1575/ 1642
dipinto
Il dipinto rappresenta una maestosa testa di Cristo vista di fronte con i lunghi capelli sciolti. La parte alta del busto è coperta da un manto agganciato in avanti per mezzo di un fermaglio rettangolare. Il volto è fortemente rischiarato dalla luce che proviene da sinistra.
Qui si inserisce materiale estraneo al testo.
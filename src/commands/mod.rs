// src/commands/mod.rs
//! Command handlers for the sideloader CLI

mod config;
mod install;
pub mod progress;
mod uninstall;

pub use config::{
    cmd_config_add, cmd_config_bind, cmd_config_list, cmd_config_remove, cmd_config_set,
    cmd_config_show, cmd_config_unbind, cmd_config_unset,
};
pub use install::{InstallArgs, cmd_install};
pub use uninstall::cmd_uninstall;

use anyhow::{Context, Result};
use sideloader::authorizer::{AuthorizerKind, ChannelPools, PoolOptions};
use sideloader::config::{ConfigResolver, ResolverContext};
use sideloader::db::SqliteStore;
use sideloader::device::{Device, HostDevice};
use sideloader::session::{SessionDeps, SessionManager};
use std::io::{self, BufRead, Write};
use std::sync::Arc;
use tracing::{debug, info};

/// Create the database and seed the profile for this device
pub async fn cmd_init(db_path: &str) -> Result<()> {
    info!("Initializing database at: {}", db_path);
    let store = SqliteStore::open(db_path)?;
    let device = HostDevice::probe().await?;
    match store.seed_default(device.profile().manufacturer)? {
        Some(id) => println!("Seeded default profile {}", id),
        None => debug!("No default profile needed"),
    }
    println!("Database initialized at: {}", db_path);
    Ok(())
}

/// Open the store and wire up a session manager for the host device
pub(crate) async fn open_manager(
    db_path: &str,
    su: Option<&str>,
) -> Result<(SessionManager, Arc<SqliteStore>)> {
    let store = Arc::new(
        SqliteStore::open(db_path).with_context(|| format!("opening {}", db_path))?,
    );
    let device = HostDevice::probe().await?;
    let context = ResolverContext {
        manufacturer: device.profile().manufacturer,
        system_installer: device.is_system_installer(),
    };
    store.seed_default(context.manufacturer)?;

    let device: Arc<dyn Device> = Arc::new(device);
    let resolver = ConfigResolver::new(store.clone(), store.clone(), store.clone(), context);
    let options = PoolOptions::default().with_su_command(su_command(su));
    let pools = ChannelPools::new(Arc::clone(&device), options);

    let deps = SessionDeps::new(Arc::new(resolver), Arc::new(pools), device);
    Ok((SessionManager::new(deps), store))
}

/// `su` as given, else the first one on `PATH`
fn su_command(explicit: Option<&str>) -> String {
    if let Some(command) = explicit {
        return command.to_string();
    }
    match which::which("su") {
        Ok(path) => path.display().to_string(),
        Err(_) => {
            debug!("No su binary on PATH");
            "su".to_string()
        }
    }
}

pub(crate) fn parse_authorizer(value: &str) -> Result<AuthorizerKind> {
    AuthorizerKind::parse(value).ok_or_else(|| anyhow::anyhow!("Unknown authorizer '{}'", value))
}

/// Ask a yes/no question on the terminal
pub(crate) fn confirm(prompt: &str) -> Result<bool> {
    print!("{} [y/N] ", prompt);
    io::stdout().flush()?;
    let mut answer = String::new();
    io::stdin().lock().read_line(&mut answer)?;
    Ok(matches!(answer.trim().to_ascii_lowercase().as_str(), "y" | "yes"))
}
// src/db/models/app.rs

//! Package to profile bindings

use crate::config::AppBinding;
use crate::error::Result;
use rusqlite::{Connection, OptionalExtension, Row, params};

impl AppBinding {
    /// Store this binding, replacing any binding of the same package
    ///
    /// SQLite's UNIQUE lets several NULLs coexist, so the replacement is
    /// done with a null-safe `IS` comparison rather than `ON CONFLICT`.
    pub fn upsert(&mut self, conn: &Connection) -> Result<i64> {
        conn.execute(
            "DELETE FROM app WHERE package_name IS ?1",
            params![&self.package_name],
        )?;
        conn.execute(
            "INSERT INTO app (package_name, config_id) VALUES (?1, ?2)",
            params![&self.package_name, self.config_id],
        )?;

        let id = conn.last_insert_rowid();
        self.id = Some(id);
        Ok(id)
    }

    /// Binding for `package_name`; `None` finds the fallback binding
    pub fn find_by_package_name(
        conn: &Connection,
        package_name: Option<&str>,
    ) -> Result<Option<Self>> {
        let mut stmt = conn.prepare(
            "SELECT id, package_name, config_id FROM app WHERE package_name IS ?1",
        )?;
        let binding = stmt.query_row([package_name], Self::from_row).optional()?;
        Ok(binding)
    }

    pub fn list_all(conn: &Connection) -> Result<Vec<Self>> {
        let mut stmt = conn.prepare(
            "SELECT id, package_name, config_id FROM app ORDER BY package_name",
        )?;
        let bindings = stmt
            .query_map([], Self::from_row)?
            .collect::<std::result::Result<Vec<_>, _>>()?;
        Ok(bindings)
    }

    pub fn delete_by_package_name(conn: &Connection, package_name: Option<&str>) -> Result<()> {
        conn.execute("DELETE FROM app WHERE package_name IS ?1", [package_name])?;
        Ok(())
    }

    fn from_row(row: &Row) -> rusqlite::Result<Self> {
        Ok(Self {
            id: Some(row.get(0)?),
            package_name: row.get(1)?,
            config_id: row.get(2)?,
        })
    }
}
Riguardo alla provenienza di questo dipinto va precisato che la vecchia scheda della Direzione Monumenti, Antichità e Belle Arti di Ravenna, redatta da Antonio Corbara (1973), attribuisce il lascito ad un certo "Bacchi cittadino Bagnarese che avrebbe donato una piccola raccolta di dieci quadri"; Ernesto Casadio, invece, con le sue ricerche, attribuisce la donazione a "Deggiovanni". Si riporta di seguito uno stralcio dell'articolo del signor Casadio, dirigente ufficio demografico del Comune di Bagnara, pubblicato sul "Nuovo Diario messaggero della Diocesi di Imola" (1 luglio 1978):
"Per puro caso, e facendo ricerche sulla toponomastica bagnarese, ho trovato la delibera consiliare del 3.6.1841 con cui si accettò il lascito di quelle opere d'arte. Intanto il testatore non era un Bacchi di Bagnara, come vorrebbero le citate schede in Municipio, ma tal Luigi Deggiovanni di Mordano, e domiciliato in Bologna. Costui aveva fatto testamento il 2.1.1841 lasciando a due diversi Comuni i quadri di sua proprietà .(l'altro comune non si evince per vari "omissis", ma viste le origine del testatore si può facilmente supporre che trattasi di Mordano. ndr). I quadri lasciati erano dieci e non otto e tre di essi non figurano nell'elenco di quelli attuali, cosi come uno di questi ultimi non risulta lasciato dal Deggiovanni. Per gli altri sette è possibile dare un nome a quegli illustri anonimi. C'è inoltre da dire che soltanto Bagnara segue fedelmente quel disposto testamentario, lasciando i quadri in abbellimento nelle Sale ove si tengono le riunioni del Consiglio. Ma ecco l'elenco che figura dall'estratto del testamento:
1) La B.V. cioè lo sposalizio di S.Caterinao del Fiorini (ora manca);
2) Una Deposizione di Croce di Donato Creti;
3) Una Cleopatra (evidentemente il Ritratto di Donna) del Gessi;
4) Una B.V.con due Santi del Gennari (anche questo mancherebbe all'appello);
5) Una S. Maria Maddalena del Faccani; (anche questo non c'è);
6) Un San Francesco del Gennari;
7) Un Salvator Mundi del Cavedoni;
8)Un Ecce Homo Scuola di Guido
9) Un San Francesco del Procaccini
10) Un ritratto con berretta in testa dello Spagnuolo.
Dirò inoltre che l'eredità fu accettata con 11 voti favorevoli e 2 contrari, che le opere furono stimate complessivamente Scudi 263, somma discreta, ma non favolosa, per quell'epoca. Per averne un'idea si pensi che l'anno prima si erano spesi Scudi 146,52 per riparare il ponte di legno sul Santerno, in istato di massimo deperimento. Per entrare in possesso del lascito, il Comune dovette pagare l'imposta di successione: Napoleone e il suo codice non erano dunque passati invano e avevano suggerito questa bella novità anche nell'ordinamento dello Stato Pontificio."
Corbara, che ha analizzato il dipinto nella scheda citata, avvicina fortemente la testa del Salvatore a quella della pala con identico soggetto già nella chiesa omonima di Faenza, ora in S. Stefano. Da documenti rintracciati dallo studioso, è noto che la figura del Cristo fu eseguita da Giacomo Castellini, allievo del Gessi, a Bologna nello studio di Guido Reni, che intervenne per la parte del capo.